• **Problem to solve**
Work through the data below and give the number of lines holding the word "error", without any other text.

== Segment start ==

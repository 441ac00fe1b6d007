pub mod assistant;
pub mod audio;
pub mod config;
pub mod error;
pub mod protocol;
pub mod response;
pub mod session;
pub mod transport;

pub use assistant::{Identity, QueryInput, QueryOptions, SessionFactory};
pub use audio::{AudioInConfig, AudioInEncoding, AudioOutConfig, AudioOutEncoding};
pub use config::{AudioSettings, Config, DeviceSettings};
pub use error::{QueryError, TransportError};
pub use protocol::{IncomingFrame, LanguageCode, OutgoingFrame, SpeechRecognitionResult};
pub use response::{FrameMerger, MergedResponse};
pub use session::{
    ConversationSession, InboundFrames, SessionStats, StreamingSession, TextQuery, TurnSession,
};
pub use transport::{ChannelTransport, DuplexStream, FrameSink, RemoteEnd, Transport};
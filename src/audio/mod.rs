pub mod config;

pub use config::{
    AudioInConfig, AudioInEncoding, AudioOutConfig, AudioOutEncoding, DEFAULT_SAMPLE_RATE_HZ,
    DEFAULT_VOLUME_PERCENTAGE,
};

== Segment end ==

• **Task solution**
2